Collected data entries:
------------------------------

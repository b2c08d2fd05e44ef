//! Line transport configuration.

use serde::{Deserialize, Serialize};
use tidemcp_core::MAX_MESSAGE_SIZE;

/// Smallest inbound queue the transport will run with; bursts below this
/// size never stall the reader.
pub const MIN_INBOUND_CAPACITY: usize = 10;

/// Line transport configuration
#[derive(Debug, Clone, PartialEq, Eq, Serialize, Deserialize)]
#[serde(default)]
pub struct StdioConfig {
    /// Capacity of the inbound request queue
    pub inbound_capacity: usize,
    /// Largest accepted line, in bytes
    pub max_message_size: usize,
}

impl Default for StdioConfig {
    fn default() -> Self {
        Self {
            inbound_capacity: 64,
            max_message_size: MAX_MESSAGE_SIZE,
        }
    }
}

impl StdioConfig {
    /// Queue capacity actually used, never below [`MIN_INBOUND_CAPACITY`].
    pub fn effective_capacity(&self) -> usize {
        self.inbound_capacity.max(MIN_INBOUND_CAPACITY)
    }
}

------------------------------

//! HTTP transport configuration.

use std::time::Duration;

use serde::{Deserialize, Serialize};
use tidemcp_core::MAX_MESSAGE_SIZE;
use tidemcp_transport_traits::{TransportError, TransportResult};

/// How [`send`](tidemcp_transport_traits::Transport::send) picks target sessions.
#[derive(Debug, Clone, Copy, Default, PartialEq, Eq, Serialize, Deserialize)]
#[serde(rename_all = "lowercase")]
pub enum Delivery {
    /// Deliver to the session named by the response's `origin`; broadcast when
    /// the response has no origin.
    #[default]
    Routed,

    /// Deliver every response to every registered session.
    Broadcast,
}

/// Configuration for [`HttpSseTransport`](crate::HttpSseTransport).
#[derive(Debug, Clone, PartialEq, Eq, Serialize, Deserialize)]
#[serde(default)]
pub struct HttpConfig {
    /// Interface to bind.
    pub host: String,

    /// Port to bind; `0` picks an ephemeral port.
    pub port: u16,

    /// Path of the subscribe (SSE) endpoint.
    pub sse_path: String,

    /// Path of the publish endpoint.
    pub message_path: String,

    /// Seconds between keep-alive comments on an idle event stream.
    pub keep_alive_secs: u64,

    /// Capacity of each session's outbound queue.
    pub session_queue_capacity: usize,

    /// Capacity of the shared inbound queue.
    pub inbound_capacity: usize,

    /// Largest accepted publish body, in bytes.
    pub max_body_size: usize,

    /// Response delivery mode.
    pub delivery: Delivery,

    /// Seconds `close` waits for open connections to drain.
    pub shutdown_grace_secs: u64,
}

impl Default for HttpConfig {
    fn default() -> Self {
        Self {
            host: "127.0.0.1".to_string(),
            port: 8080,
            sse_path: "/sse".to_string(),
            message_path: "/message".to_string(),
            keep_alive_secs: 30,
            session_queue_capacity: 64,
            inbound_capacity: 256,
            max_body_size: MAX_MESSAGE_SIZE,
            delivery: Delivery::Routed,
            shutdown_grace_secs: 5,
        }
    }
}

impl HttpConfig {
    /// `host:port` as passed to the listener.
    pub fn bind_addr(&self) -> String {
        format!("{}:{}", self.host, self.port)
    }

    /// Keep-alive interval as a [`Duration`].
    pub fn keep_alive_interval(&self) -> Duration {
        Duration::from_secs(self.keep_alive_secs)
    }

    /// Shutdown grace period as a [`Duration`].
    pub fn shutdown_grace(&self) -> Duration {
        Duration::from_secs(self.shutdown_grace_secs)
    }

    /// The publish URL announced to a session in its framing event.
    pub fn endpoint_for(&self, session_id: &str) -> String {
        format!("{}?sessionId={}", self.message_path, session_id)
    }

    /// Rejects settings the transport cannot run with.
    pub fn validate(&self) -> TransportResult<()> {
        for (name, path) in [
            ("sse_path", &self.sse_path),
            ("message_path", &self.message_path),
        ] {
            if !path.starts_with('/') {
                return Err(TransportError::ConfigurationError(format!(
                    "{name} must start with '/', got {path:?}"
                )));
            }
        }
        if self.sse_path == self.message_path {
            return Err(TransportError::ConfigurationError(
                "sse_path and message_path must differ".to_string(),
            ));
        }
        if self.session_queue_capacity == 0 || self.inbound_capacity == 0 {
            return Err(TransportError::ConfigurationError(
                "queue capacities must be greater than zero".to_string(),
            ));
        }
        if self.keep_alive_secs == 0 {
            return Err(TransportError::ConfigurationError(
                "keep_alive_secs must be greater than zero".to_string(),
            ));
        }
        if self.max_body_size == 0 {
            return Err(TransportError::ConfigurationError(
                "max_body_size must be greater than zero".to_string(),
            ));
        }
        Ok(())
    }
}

------------------------------

* [What is needed]: A single number is the reply: the count of lines in the entries above that have the word "StdioConfig".

* [Reply]: 3